I segni della transumanza nella cultura pastorale arcaica
Gregge a riposo lungo il tratturo
Per migliaia di anni l’uomo ha vissuto da nomade. Le prime comunità umane si basavano sul nomadismo per la sopravvivenza e per l’approvvigionamento di cibo. Il sistema integrato dei cosiddetti cacciatori-raccoglitori è stato per centinaia di migliaia di anni alla base dello stile di vita dell’uomo. Ad esso si affiancò progressivamente un lento processo di domesticazione e di selezione di animali che si adattarono così alla convivenza con l’uomo e divennero sempre più utili: ovini, bovini e suini. In particolare l’allevamento di ovini e bovini sfruttò l’attitudine di queste specie agli spostamenti e la loro capacità di procacciarsi cibo anche in condizioni disagiate. L’uomo e gli animali hanno quindi iniziato un percorso di vita comune sin da età remote.
I segni che questo modello ha prodotto sono visibili proprio nei percorsi battuti già dalle popolazioni dell’età del Bronzo e del Ferro lungo i crinali appenninici e le vie d’altura, percorsi obbligati dalle necessità degli armenti. Gli spostamenti periodici, cadenzati dalle stagioni, furono denominati in seguito con il termine transumanza. Essi comportarono, per le popolazioni coinvolte, una dinamica continua di scambi culturali ed economici con altre genti, oltreché una strutturazione delle loro società fortemente legata al ruolo che la pastorizia svolgeva nel gruppo. Così ad esempio nella cultura irpina dell’età del Ferro, ma potremmo dire dell’intera dorsale appenninica, alle donne viene quasi sempre affidata una funzione produttiva legata alla lavorazione delle materie prime ricavate dagli animali, su tutte la cardatura e la filatura della lana.

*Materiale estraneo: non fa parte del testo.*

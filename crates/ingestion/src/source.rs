//! Query interface over stored tables.
//!
//! Reporter, partner and element filters match exactly; product filters match
//! case-insensitive substrings.

use biotrade_core::{columns, Dataset, Error, Result, RowRef, Value};
use serde::{Deserialize, Serialize};
use std::collections::BTreeMap;

/// Equality, membership and substring filters for a table query.
#[derive(Debug, Clone, Default, PartialEq, Serialize, Deserialize)]
pub struct QueryFilter {
    pub reporter: Vec<String>,
    pub partner: Vec<String>,
    /// Substrings, any of which may occur in the product name.
    pub product: Vec<String>,
    pub element: Vec<String>,
    pub reporter_code: Vec<i64>,
    pub partner_code: Vec<i64>,
    pub product_code: Vec<i64>,
    pub period_start: Option<i64>,
    pub period_end: Option<i64>,
}

fn strings<I, S>(items: I) -> Vec<String>
where
    I: IntoIterator<Item = S>,
    S: Into<String>,
{
    items.into_iter().map(Into::into).collect()
}

impl QueryFilter {
    pub fn new() -> Self {
        Self::default()
    }

    pub fn reporter<I: IntoIterator<Item = S>, S: Into<String>>(mut self, names: I) -> Self {
        self.reporter = strings(names);
        self
    }

    pub fn partner<I: IntoIterator<Item = S>, S: Into<String>>(mut self, names: I) -> Self {
        self.partner = strings(names);
        self
    }

    pub fn product<I: IntoIterator<Item = S>, S: Into<String>>(mut self, patterns: I) -> Self {
        self.product = strings(patterns);
        self
    }

    pub fn element<I: IntoIterator<Item = S>, S: Into<String>>(mut self, names: I) -> Self {
        self.element = strings(names);
        self
    }

    pub fn reporter_code<I: IntoIterator<Item = i64>>(mut self, codes: I) -> Self {
        self.reporter_code = codes.into_iter().collect();
        self
    }

    pub fn partner_code<I: IntoIterator<Item = i64>>(mut self, codes: I) -> Self {
        self.partner_code = codes.into_iter().collect();
        self
    }

    pub fn product_code<I: IntoIterator<Item = i64>>(mut self, codes: I) -> Self {
        self.product_code = codes.into_iter().collect();
        self
    }

    pub fn periods(mut self, start: Option<i64>, end: Option<i64>) -> Self {
        self.period_start = start;
        self.period_end = end;
        self
    }

    /// Columns this filter needs to be present.
    pub fn referenced_columns(&self) -> Vec<&'static str> {
        let mut cols = Vec::new();
        let active = [
            (columns::REPORTER, !self.reporter.is_empty()),
            (columns::PARTNER, !self.partner.is_empty()),
            (columns::PRODUCT, !self.product.is_empty()),
            (columns::ELEMENT, !self.element.is_empty()),
            (columns::REPORTER_CODE, !self.reporter_code.is_empty()),
            (columns::PARTNER_CODE, !self.partner_code.is_empty()),
            (columns::PRODUCT_CODE, !self.product_code.is_empty()),
            (
                columns::PERIOD,
                self.period_start.is_some() || self.period_end.is_some(),
            ),
        ];
        for (col, used) in active {
            if used {
                cols.push(col);
            }
        }
        cols
    }

    /// Whether a row passes every active filter.
    pub fn matches(&self, row: &RowRef<'_>) -> bool {
        let text_in = |col: &str, list: &[String]| {
            list.is_empty()
                || row
                    .get(col)
                    .and_then(Value::as_str)
                    .is_some_and(|v| list.iter().any(|x| x == v))
        };
        let code_in = |col: &str, list: &[i64]| {
            list.is_empty()
                || row
                    .get(col)
                    .and_then(Value::as_i64)
                    .is_some_and(|v| list.contains(&v))
        };
        let product_like = self.product.is_empty()
            || row
                .get(columns::PRODUCT)
                .and_then(Value::as_str)
                .is_some_and(|name| {
                    let name = name.to_lowercase();
                    self.product.iter().any(|p| name.contains(&p.to_lowercase()))
                });
        let period = row.get(columns::PERIOD).and_then(Value::as_i64);
        let period_ok = match (self.period_start, self.period_end) {
            (None, None) => true,
            (start, end) => period.is_some_and(|p| {
                start.map_or(true, |s| p >= s) && end.map_or(true, |e| p <= e)
            }),
        };
        text_in(columns::REPORTER, &self.reporter)
            && text_in(columns::PARTNER, &self.partner)
            && text_in(columns::ELEMENT, &self.element)
            && code_in(columns::REPORTER_CODE, &self.reporter_code)
            && code_in(columns::PARTNER_CODE, &self.partner_code)
            && code_in(columns::PRODUCT_CODE, &self.product_code)
            && product_like
            && period_ok
    }
}

/// Read access to named tables.
pub trait TableSource: Send + Sync {
    /// Rows of `table` passing `filter`.
    fn query(&self, table: &str, filter: &QueryFilter) -> Result<Dataset>;

    /// Names of the available tables.
    fn table_names(&self) -> Result<Vec<String>>;
}

/// Tables held in memory, mostly for tests and small extracts.
#[derive(Debug, Clone, Default)]
pub struct InMemorySource {
    tables: BTreeMap<String, Dataset>,
}

impl InMemorySource {
    pub fn new() -> Self {
        Self::default()
    }

    /// Register or replace a table.
    pub fn insert(&mut self, name: impl Into<String>, dataset: Dataset) {
        self.tables.insert(name.into(), dataset);
    }

    pub fn with_table(mut self, name: impl Into<String>, dataset: Dataset) -> Self {
        self.insert(name, dataset);
        self
    }
}

impl TableSource for InMemorySource {
    fn query(&self, table: &str, filter: &QueryFilter) -> Result<Dataset> {
        let dataset = self
            .tables
            .get(table)
            .ok_or_else(|| Error::invalid_argument(format!("unknown table '{table}'")))?;
        dataset.require_columns(&filter.referenced_columns())?;
        Ok(dataset.filter(|row| filter.matches(row)))
    }

    fn table_names(&self) -> Result<Vec<String>> {
        Ok(self.tables.keys().cloned().collect())
    }
}

#[cfg(test)]
mod tests {
    use super::*;
    use biotrade_core::TradeFlow;

    fn flow(reporter: &str, partner: &str, product: &str, code: i64, year: i32) -> TradeFlow {
        TradeFlow {
            reporter: reporter.into(),
            reporter_code: Some(code),
            partner: partner.into(),
            partner_code: None,
            product: product.into(),
            product_code: Some(236),
            element: "import_quantity".into(),
            period: year as i64,
            year,
            unit: "tonnes".into(),
            value: Some(1.0),
            flag: None,
        }
    }

    fn source() -> InMemorySource {
        let ds = Dataset::from_records(&[
            flow("Netherlands", "Brazil", "Soya beans", 150, 2019),
            flow("Netherlands", "Brazil", "Soya bean oil", 150, 2020),
            flow("Brazil", "Netherlands", "Soya beans", 21, 2020),
            flow("Italy", "France", "Wheat", 106, 2021),
        ]);
        InMemorySource::new().with_table("crop_trade", ds)
    }

    #[test]
    fn test_exact_reporter_and_partner() {
        let filter = QueryFilter::new().reporter(["Netherlands"]).partner(["Brazil"]);
        let ds = source().query("crop_trade", &filter).unwrap();
        assert_eq!(ds.len(), 2);
    }

    #[test]
    fn test_product_substring_is_case_insensitive() {
        let filter = QueryFilter::new().product(["SOY"]);
        let ds = source().query("crop_trade", &filter).unwrap();
        assert_eq!(ds.len(), 3);
    }

    #[test]
    fn test_code_and_period_filters() {
        let filter = QueryFilter::new()
            .reporter_code([150, 106])
            .periods(Some(2020), None);
        let ds = source().query("crop_trade", &filter).unwrap();
        assert_eq!(ds.len(), 2);
    }

    #[test]
    fn test_unknown_table_and_column() {
        let src = source();
        assert!(src.query("forestry_trade", &QueryFilter::new()).is_err());

        let production = Dataset::new(vec!["reporter", "value"]).unwrap();
        let src = src.with_table("crop_production", production);
        let err = src
            .query("crop_production", &QueryFilter::new().partner(["Brazil"]))
            .unwrap_err();
        assert!(matches!(err, Error::MissingColumn { .. }));
        assert_eq!(src.table_names().unwrap().len(), 2);
    }
}
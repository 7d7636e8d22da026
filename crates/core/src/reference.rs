//! Static reference tables.
//!
//! Country group membership is read-only data built once and handed to the
//! components that need it, typically behind an `Arc`.

use crate::error::{Error, Result};
use serde::{Deserialize, Serialize};
use std::collections::{BTreeMap, BTreeSet};
use std::path::Path;

/// EU-27 member names as spelled in FAOSTAT tables.
pub const EU27_COUNTRY_NAMES: [&str; 27] = [
    "Austria",
    "Belgium",
    "Bulgaria",
    "Croatia",
    "Cyprus",
    "Czechia",
    "Denmark",
    "Estonia",
    "Finland",
    "France",
    "Germany",
    "Greece",
    "Hungary",
    "Ireland",
    "Italy",
    "Latvia",
    "Lithuania",
    "Luxembourg",
    "Malta",
    "Netherlands",
    "Poland",
    "Portugal",
    "Romania",
    "Slovakia",
    "Slovenia",
    "Spain",
    "Sweden",
];

/// Aggregation level of a country group.
#[derive(Debug, Clone, Copy, PartialEq, Eq, Serialize, Deserialize)]
#[serde(rename_all = "snake_case")]
pub enum GroupLevel {
    Continent,
    SubContinent,
}

impl GroupLevel {
    pub fn as_str(self) -> &'static str {
        match self {
            GroupLevel::Continent => "continent",
            GroupLevel::SubContinent => "sub_continent",
        }
    }
}

/// Continent and sub-continent of one country code.
#[derive(Debug, Clone, PartialEq, Eq, Serialize, Deserialize)]
pub struct ContinentEntry {
    pub continent: String,
    pub sub_continent: String,
}

/// Read-only country reference data.
#[derive(Debug, Clone, Default, PartialEq, Serialize, Deserialize)]
pub struct ReferenceTables {
    /// Names of EU member countries, matched exactly.
    #[serde(default)]
    eu_members: BTreeSet<String>,
    /// Continent membership keyed by country code.
    #[serde(default)]
    continents: BTreeMap<i64, ContinentEntry>,
}

impl ReferenceTables {
    /// Tables with the built-in EU-27 list and no continent data.
    pub fn eu27() -> Self {
        Self::default().with_eu_members(EU27_COUNTRY_NAMES)
    }

    pub fn with_eu_members<I, S>(mut self, names: I) -> Self
    where
        I: IntoIterator<Item = S>,
        S: Into<String>,
    {
        self.eu_members = names.into_iter().map(Into::into).collect();
        self
    }

    pub fn with_continent(
        mut self,
        code: i64,
        continent: impl Into<String>,
        sub_continent: impl Into<String>,
    ) -> Self {
        self.continents.insert(
            code,
            ContinentEntry {
                continent: continent.into(),
                sub_continent: sub_continent.into(),
            },
        );
        self
    }

    /// Parse tables from JSON of the form
    /// `{"eu_members": [...], "continents": {"106": {"continent": .., "sub_continent": ..}}}`.
    pub fn from_json_str(json: &str) -> Result<Self> {
        let tables: ReferenceTables = serde_json::from_str(json)?;
        if tables.eu_members.is_empty() && tables.continents.is_empty() {
            return Err(Error::config("reference tables are empty"));
        }
        Ok(tables)
    }

    pub fn from_file(path: impl AsRef<Path>) -> Result<Self> {
        let text = std::fs::read_to_string(path)?;
        Self::from_json_str(&text)
    }

    /// Exact-match EU membership.
    pub fn is_eu_member(&self, country: &str) -> bool {
        self.eu_members.contains(country)
    }

    pub fn eu_members(&self) -> impl Iterator<Item = &str> {
        self.eu_members.iter().map(String::as_str)
    }

    /// Group label of a country code at the given level.
    pub fn country_group(&self, code: i64, level: GroupLevel) -> Option<&str> {
        self.continents.get(&code).map(|e| match level {
            GroupLevel::Continent => e.continent.as_str(),
            GroupLevel::SubContinent => e.sub_continent.as_str(),
        })
    }
}

#[cfg(test)]
mod tests {
    use super::*;

    #[test]
    fn test_eu27_membership() {
        let tables = ReferenceTables::eu27();
        assert!(tables.is_eu_member("Italy"));
        assert!(tables.is_eu_member("France"));
        assert!(!tables.is_eu_member("italy"));
        assert!(!tables.is_eu_member("Norway"));
        assert_eq!(tables.eu_members().count(), 27);
    }

    #[test]
    fn test_continent_lookup() {
        let tables = ReferenceTables::default().with_continent(106, "Europe", "Southern Europe");
        assert_eq!(tables.country_group(106, GroupLevel::Continent), Some("Europe"));
        assert_eq!(
            tables.country_group(106, GroupLevel::SubContinent),
            Some("Southern Europe")
        );
        assert_eq!(tables.country_group(9, GroupLevel::Continent), None);
    }

    #[test]
    fn test_from_json() {
        let tables = ReferenceTables::from_json_str(
            r#"{"eu_members": ["Malta"],
                "continents": {"21": {"continent": "Americas", "sub_continent": "South America"}}}"#,
        )
        .unwrap();
        assert!(tables.is_eu_member("Malta"));
        assert_eq!(tables.country_group(21, GroupLevel::Continent), Some("Americas"));
        assert!(ReferenceTables::from_json_str("{}").is_err());
    }
}
//! Column-name normalisation for raw source extracts.

use biotrade_core::{Dataset, Error, Result};
use std::collections::HashSet;

/// Snake-case a raw header: every run of non-word characters becomes a
/// single `_` and letters are lower-cased.
pub fn sanitize_column_name(raw: &str) -> String {
    let mut out = String::with_capacity(raw.len());
    let mut in_run = false;
    for c in raw.chars() {
        if c.is_alphanumeric() || c == '_' {
            out.extend(c.to_lowercase());
            in_run = false;
        } else if !in_run {
            out.push('_');
            in_run = true;
        }
    }
    out
}

/// Sanitize every column name of a dataset.
pub fn sanitize_columns(dataset: &Dataset) -> Result<Dataset> {
    let names: Vec<String> = dataset
        .columns()
        .iter()
        .map(|c| sanitize_column_name(c))
        .collect();
    Dataset::from_rows(names, dataset.raw_rows().to_vec())
}

/// Sanitize the headers, then map source names onto the store's names.
///
/// Every source name in `mapping` must be present after sanitizing; a
/// missing one means the upstream layout changed. Columns without a mapping
/// are dropped.
pub fn rename_columns(dataset: &Dataset, mapping: &[(&str, &str)]) -> Result<Dataset> {
    let sanitized = sanitize_columns(dataset)?;
    let sources: Vec<&str> = mapping.iter().map(|(from, _)| *from).collect();
    sanitized.require_columns(&sources)?;

    let mut targets = HashSet::new();
    for (_, to) in mapping {
        if !targets.insert(*to) {
            return Err(Error::schema(format!("column '{to}' mapped twice")));
        }
    }

    let mut out = sanitized.select(&sources)?;
    for (from, to) in mapping {
        if from != to {
            // Move to a temporary name first so swaps cannot collide.
            out.rename_column(from, &format!("__{to}"))?;
        }
    }
    for (from, to) in mapping {
        if from != to {
            out.rename_column(&format!("__{to}"), to)?;
        }
    }
    Ok(out)
}

#[cfg(test)]
mod tests {
    use super::*;
    use biotrade_core::Value;

    #[test]
    fn test_sanitize_column_name() {
        assert_eq!(sanitize_column_name("Reporter Countries"), "reporter_countries");
        assert_eq!(sanitize_column_name("Item Code (CPC)"), "item_code_cpc_");
        assert_eq!(sanitize_column_name("Year--Code"), "year_code");
        assert_eq!(sanitize_column_name("unit"), "unit");
    }

    #[test]
    fn test_rename_columns() -> anyhow::Result<()> {
        let raw = Dataset::from_rows(
            vec!["Reporter Countries", "Item", "Value", "Note"],
            vec![vec!["Brazil".into(), "Soya beans".into(), 1.5.into(), Value::Null]],
        )?;
        let ds = rename_columns(
            &raw,
            &[
                ("reporter_countries", "reporter"),
                ("item", "product"),
                ("value", "value"),
            ],
        )?;
        assert_eq!(ds.columns(), &["reporter", "product", "value"]);
        assert_eq!(ds.value(0, "reporter")?, &Value::from("Brazil"));
        Ok(())
    }

    #[test]
    fn test_rename_columns_detects_changed_source() {
        let raw = Dataset::new(vec!["Reporter", "Value"]).unwrap();
        let err = rename_columns(&raw, &[("reporter_countries", "reporter")]).unwrap_err();
        assert!(matches!(err, Error::MissingColumn { .. }));
    }

    #[test]
    fn test_rename_columns_swap() -> anyhow::Result<()> {
        let raw = Dataset::from_rows(vec!["a", "b"], vec![vec![1.into(), 2.into()]])?;
        let ds = rename_columns(&raw, &[("a", "b"), ("b", "a")])?;
        assert_eq!(ds.value(0, "b")?, &Value::from(1));
        assert_eq!(ds.value(0, "a")?, &Value::from(2));
        Ok(())
    }
}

Le sepolture dell’età del Ferro in Irpinia rimandano al ruolo che questa terra ha avuto come luogo di scambio e di commercializzazione dei prodotti provenienti dalla pastorizia. Ciò ha permesso a questa terra, per migliaia di anni, di trovarsi al centro di uno scambio culturale intenso e proficuo e di configurarsi non come un’area isolata ed interna, bensì come una “terra di mezzo”, protagonista attiva della storia delle comunità pastorali appenniniche.